Sgt. Maj. Lorraine Linton officially retired Sept. 28 from the Salvation Army of Steubenville after a near 33-year career but is continuing as a volunteer cooking as part of her ministry. -- Janice Kiaski

STEUBENVILLE — The Salvation Army of Steubenville is preparing to help area residents in need this holiday season, but first things first.

Lts. Erik Muhs and his wife, Barri Vazquez-Muhs, corps officers and pastors at the post at 332 N. Fourth St., will be accepting Christmas applications next week but only during a three-day designated period.

That will be from 9 a.m. to 11:30 a.m. and from 12:30 p.m. to 3 p.m. on Tuesday and Wednesday and from 3 p.m. to 7 p.m. on Thursday.

Applicants must live in one of the following zip codes — 43952, 43953, 43903, 43913, 43938, 43943 and 43944 — and must bring with them an ID for everyone in the household, such as a driver’s license, birth certificate or benefit card; proof of address for all adults in the home, such as a utility bill; and proof of income and expenses.

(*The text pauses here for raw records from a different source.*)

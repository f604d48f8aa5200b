use std::{convert::Infallible, error::Error as StdError, net::SocketAddr, sync::Arc};

use anyhow::Context as _;
use bytes::Bytes;
use http_body_util::{BodyExt as _, Full, combinators::BoxBody};
use hyper::{
    HeaderMap, Method, Request, Response, StatusCode, Version,
    body::Incoming,
    header::{self, HeaderName},
    service::service_fn,
    upgrade::OnUpgrade,
};
use hyper_rustls::{HttpsConnector, HttpsConnectorBuilder};
use hyper_util::{
    client::legacy::Client,
    rt::{TokioExecutor, TokioIo},
    server::conn::auto::Builder as ConnectionBuilder,
};
use regex::Regex;
use tokio::{
    net::{TcpListener, TcpStream},
    sync::oneshot,
};

use crate::{
    ca::LocalCa,
    cache::ReplayCache,
    config::RuntimeContext,
    intercept::{Interceptor, RequestOutcome, ResponseOutcome},
    record::{OriginRequest, RawRequestUri},
    session::{SessionId, SessionIdGenerator},
    tunnel::{self, ConnectTarget},
    upstream::UpstreamConnector,
};

type BoxError = Box<dyn StdError + Send + Sync>;
type ProxyBody = BoxBody<Bytes, BoxError>;
type HttpClient = Client<HttpsConnector<UpstreamConnector>, ProxyBody>;

/// Connection-scoped headers never forwarded across the proxy.
const HOP_BY_HOP: [&str; 9] = [
    "connection",
    "keep-alive",
    "proxy-authenticate",
    "proxy-authorization",
    "proxy-connection",
    "te",
    "trailer",
    "transfer-encoding",
    "upgrade",
];

#[derive(Debug)]
pub struct ProxyHandle {
    pub listen_addr: SocketAddr,
    shutdown_tx: oneshot::Sender<()>,
    join: tokio::task::JoinHandle<()>,
}

impl ProxyHandle {
    pub async fn shutdown(self) {
        let _ = self.shutdown_tx.send(());
        let _ = self.join.await;
    }
}

struct ProxyState {
    interceptor: Interceptor,
    client: HttpClient,
    connector: UpstreamConnector,
    url_match: Option<Regex>,
    ca: LocalCa,
    session_ids: SessionIdGenerator,
}

/// Binds the proxy listener on `proxy_addr` and starts accepting connections.
///
/// The local root CA under `ca_path()` is created on first start.
pub async fn serve(ctx: &RuntimeContext, cache: ReplayCache) -> anyhow::Result<ProxyHandle> {
    // Fails only when a provider is already installed.
    let _ = rustls::crypto::ring::default_provider().install_default();

    let ca = LocalCa::load_or_create(&ctx.ca_path())?;
    let connector = UpstreamConnector::from_optional_proxy(ctx.upstream_proxy_url())?;
    let state = Arc::new(ProxyState {
        interceptor: Interceptor::new(cache),
        client: upstream_client(connector.clone()),
        connector,
        url_match: ctx.url_match().cloned(),
        ca,
        session_ids: SessionIdGenerator::default(),
    });

    let proxy_addr = ctx.options().proxy_addr.as_str();
    let listener = TcpListener::bind(proxy_addr)
        .await
        .with_context(|| format!("bind proxy listener {proxy_addr}"))?;
    let listen_addr = listener.local_addr().context("proxy listener address")?;

    let (shutdown_tx, mut shutdown_rx) = oneshot::channel::<()>();
    let join = tokio::spawn(async move {
        loop {
            let stream = tokio::select! {
                _ = &mut shutdown_rx => break,
                accepted = listener.accept() => match accepted {
                    Ok((stream, _peer)) => stream,
                    Err(err) => {
                        tracing::debug!("accept failed: {err}");
                        continue;
                    }
                },
            };
            tokio::spawn(serve_client(stream, Arc::clone(&state)));
        }
    });

    tracing::info!(%listen_addr, "proxy listening");
    Ok(ProxyHandle {
        listen_addr,
        shutdown_tx,
        join,
    })
}

async fn serve_client(stream: TcpStream, state: Arc<ProxyState>) {
    let service = service_fn(move |req| proxy_handler(req, Arc::clone(&state)));
    if let Err(err) = ConnectionBuilder::new(TokioExecutor::new())
        .serve_connection_with_upgrades(TokioIo::new(stream), service)
        .await
    {
        tracing::debug!("client connection closed: {err}");
    }
}

/// Client for upstream origins, dialing through [`UpstreamConnector`].
fn upstream_client(connector: UpstreamConnector) -> HttpClient {
    let tls = HttpsConnectorBuilder::new()
        .with_native_roots()
        .unwrap_or_else(|err| {
            tracing::warn!("no native root certificates, upstream HTTPS will fail: {err}");
            HttpsConnectorBuilder::new().with_tls_config(
                rustls::ClientConfig::builder()
                    .with_root_certificates(rustls::RootCertStore::empty())
                    .with_no_client_auth(),
            )
        })
        .https_or_http()
        .enable_http1()
        .enable_http2()
        .wrap_connector(connector);
    Client::builder(TokioExecutor::new()).build(tls)
}

async fn proxy_handler(
    mut req: Request<Incoming>,
    state: Arc<ProxyState>,
) -> Result<Response<ProxyBody>, Infallible> {
    if req.method() == Method::CONNECT {
        return Ok(connect_handler(req, state).await);
    }
    if req.uri().scheme().is_none() || req.uri().authority().is_none() {
        return Ok(text_response(
            StatusCode::BAD_REQUEST,
            "proxy requests must use an absolute-form request target",
        ));
    }

    let raw_uri = RawRequestUri(req.uri().to_string());
    req.extensions_mut().insert(raw_uri);
    Ok(intercepted_handler(req, state).await)
}

/// Answers `CONNECT` with 200, then either decrypts the tunnel or relays it untouched.
async fn connect_handler(mut req: Request<Incoming>, state: Arc<ProxyState>) -> Response<ProxyBody> {
    let Some(target) = ConnectTarget::from_uri(req.uri()) else {
        return text_response(
            StatusCode::BAD_REQUEST,
            "CONNECT request target must include authority",
        );
    };
    let client = hyper::upgrade::on(&mut req);

    if target.is_intercepted_by(state.url_match.as_ref()) {
        tokio::spawn(async move {
            if let Err(err) = serve_mitm(target, client, state).await {
                tracing::debug!("MITM session ended: {err:#}");
            }
        });
        return text_response(StatusCode::OK, "");
    }

    let upstream = match state.connector.dial(&target.dial_addr()).await {
        Ok(upstream) => upstream,
        Err(err) => {
            tracing::debug!(%target, "CONNECT dial failed: {err}");
            return text_response(StatusCode::BAD_GATEWAY, "CONNECT upstream dial failed");
        }
    };
    tokio::spawn(async move {
        if let Err(err) = tunnel::splice(client, upstream).await {
            tracing::debug!(%target, "tunnel ended: {err:#}");
        }
    });
    text_response(StatusCode::OK, "")
}

/// Terminates TLS with a leaf for the CONNECT host and serves the decrypted requests.
async fn serve_mitm(
    target: ConnectTarget,
    client: OnUpgrade,
    state: Arc<ProxyState>,
) -> anyhow::Result<()> {
    let acceptor = state.ca.acceptor_for(target.host())?;
    let client = client.await.context("upgrade CONNECT connection")?;
    let tls = acceptor.accept(TokioIo::new(client)).await.with_context(|| {
        format!(
            "TLS handshake for {target}; the client must trust {}",
            state.ca.cert_path().display()
        )
    })?;

    let target = Arc::new(target);
    let service = service_fn(move |req| {
        tunneled_request_handler(req, Arc::clone(&target), Arc::clone(&state))
    });
    ConnectionBuilder::new(TokioExecutor::new())
        .serve_connection_with_upgrades(TokioIo::new(tls), service)
        .await
        .map_err(|err| anyhow::anyhow!("serve decrypted requests: {err}"))
}

async fn tunneled_request_handler(
    mut req: Request<Incoming>,
    target: Arc<ConnectTarget>,
    state: Arc<ProxyState>,
) -> Result<Response<ProxyBody>, Infallible> {
    let url = match target.request_url(req.uri()) {
        Ok(url) => url,
        Err(err) => {
            tracing::debug!(%target, "bad request target inside tunnel: {err}");
            return Ok(text_response(
                StatusCode::BAD_REQUEST,
                "invalid HTTPS request target inside CONNECT tunnel",
            ));
        }
    };
    let raw_uri = RawRequestUri(req.uri().to_string());
    req.extensions_mut().insert(raw_uri);
    *req.uri_mut() = url;
    Ok(intercepted_handler(req, state).await)
}

/// Runs one HTTP transaction through the request leg, upstream, and the response leg.
async fn intercepted_handler(mut req: Request<Incoming>, state: Arc<ProxyState>) -> Response<ProxyBody> {
    let session_id = state.session_ids.next_id();
    let client_upgrade = is_websocket_upgrade(&req).then(|| hyper::upgrade::on(&mut req));

    let (mut parts, body) = req.into_parts();
    if client_upgrade.is_some() {
        parts.headers.remove("proxy-connection");
    } else {
        strip_hop_by_hop_headers(&mut parts.headers);
    }

    let forward = match state
        .interceptor
        .on_request(session_id, Request::from_parts(parts, body))
        .await
    {
        RequestOutcome::Respond(response) => {
            trace_cache_outcome(session_id, "replayed", &response);
            return response.map(boxed_full);
        }
        RequestOutcome::Forward(request) => request,
    };

    let mut forward = forward.map(boxed_full);
    *forward.version_mut() = Version::HTTP_11;
    let mut upstream_res = match state.client.request(forward).await {
        Ok(res) => res,
        Err(err) => {
            tracing::debug!("[{session_id}] upstream request failed: {err}");
            return text_response(StatusCode::BAD_GATEWAY, "upstream request failed");
        }
    };

    let switching_protocols = upstream_res.status() == StatusCode::SWITCHING_PROTOCOLS;
    if switching_protocols {
        let upstream_upgrade = hyper::upgrade::on(&mut upstream_res);
        if let Some(client_upgrade) = client_upgrade {
            tokio::spawn(async move {
                if let Err(err) = tunnel::splice_upgrades(client_upgrade, upstream_upgrade).await {
                    tracing::debug!("[{session_id}] websocket relay ended: {err:#}");
                }
            });
        }
    } else {
        strip_hop_by_hop_headers(upstream_res.headers_mut());
    }

    match state.interceptor.on_response(session_id, upstream_res).await {
        ResponseOutcome::PassThrough(response) if switching_protocols => {
            let (mut parts, _body) = response.into_parts();
            parts.headers.remove("proxy-connection");
            Response::from_parts(parts, boxed_full(Full::new(Bytes::new())))
        }
        ResponseOutcome::PassThrough(response) => response.map(boxed_incoming),
        ResponseOutcome::Recorded(response) => {
            trace_cache_outcome(session_id, "recorded", &response);
            response.map(boxed_full)
        }
        ResponseOutcome::Failed(message) => {
            tracing::debug!("[{session_id}] {message}");
            text_response(StatusCode::BAD_GATEWAY, "failed to read upstream response")
        }
    }
}

fn trace_cache_outcome(session_id: SessionId, outcome: &str, response: &Response<Full<Bytes>>) {
    let Some(OriginRequest(origin)) = response.extensions().get::<OriginRequest>() else {
        return;
    };
    tracing::debug!(
        key = %origin.fingerprint(),
        url = %origin.url(),
        status = response.status().as_u16(),
        "[{session_id}] {outcome}"
    );
}

/// Trimmed, non-empty tokens of every `Connection` header.
fn connection_tokens(headers: &HeaderMap) -> impl Iterator<Item = &str> + '_ {
    headers
        .get_all(header::CONNECTION)
        .iter()
        .filter_map(|value| value.to_str().ok())
        .flat_map(|value| value.split(','))
        .map(str::trim)
        .filter(|token| !token.is_empty())
}

fn strip_hop_by_hop_headers(headers: &mut HeaderMap) {
    let listed: Vec<HeaderName> = connection_tokens(headers)
        .filter_map(|token| HeaderName::from_bytes(token.as_bytes()).ok())
        .collect();
    for name in listed {
        headers.remove(name);
    }
    for name in HOP_BY_HOP {
        headers.remove(name);
    }
}

fn is_websocket_upgrade<B>(req: &Request<B>) -> bool {
    req.method() == Method::GET
        && connection_tokens(req.headers()).any(|token| token.eq_ignore_ascii_case("upgrade"))
        && req
            .headers()
            .get(header::UPGRADE)
            .is_some_and(|value| value.as_bytes().eq_ignore_ascii_case(b"websocket"))
}

fn boxed_full(body: Full<Bytes>) -> ProxyBody {
    body.map_err(|never| -> BoxError { match never {} }).boxed()
}

fn boxed_incoming(body: Incoming) -> ProxyBody {
    body.map_err(|err| -> BoxError { Box::new(err) }).boxed()
}

fn text_response(status: StatusCode, message: &'static str) -> Response<ProxyBody> {
    let mut response = Response::new(boxed_full(Full::new(Bytes::from_static(message.as_bytes()))));
    *response.status_mut() = status;
    response
}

Questions can be directed to the Salvation Army at (740) 282-5121 or erik.muhs@use.salvationarmy.org.

Other organizations such as Urban Mission and some local churches, Muhs said, already have taken applications for holiday assistance.

“So now what we do is take their information and find out who else in our zip code service area has not been served by any of those organizations,” he said, noting, “We really want to get the word out so everyone has food, and the kids have presents around Christmas time.”

Last year, the Salvation Army of Steubenville helped 96 families, representing one-person households to as many as a family of nine. “We run the gamut of just food for someone who is alone for the holidays to food for an entire family plus presents for children zero to 12 years old,” he said.

While thoughts of Christmas already are on the minds of Salvation Army officials, so, too, is the Thanksgiving Day meal and the return of the Shepherd’s Table, which provides a free Sunday meal.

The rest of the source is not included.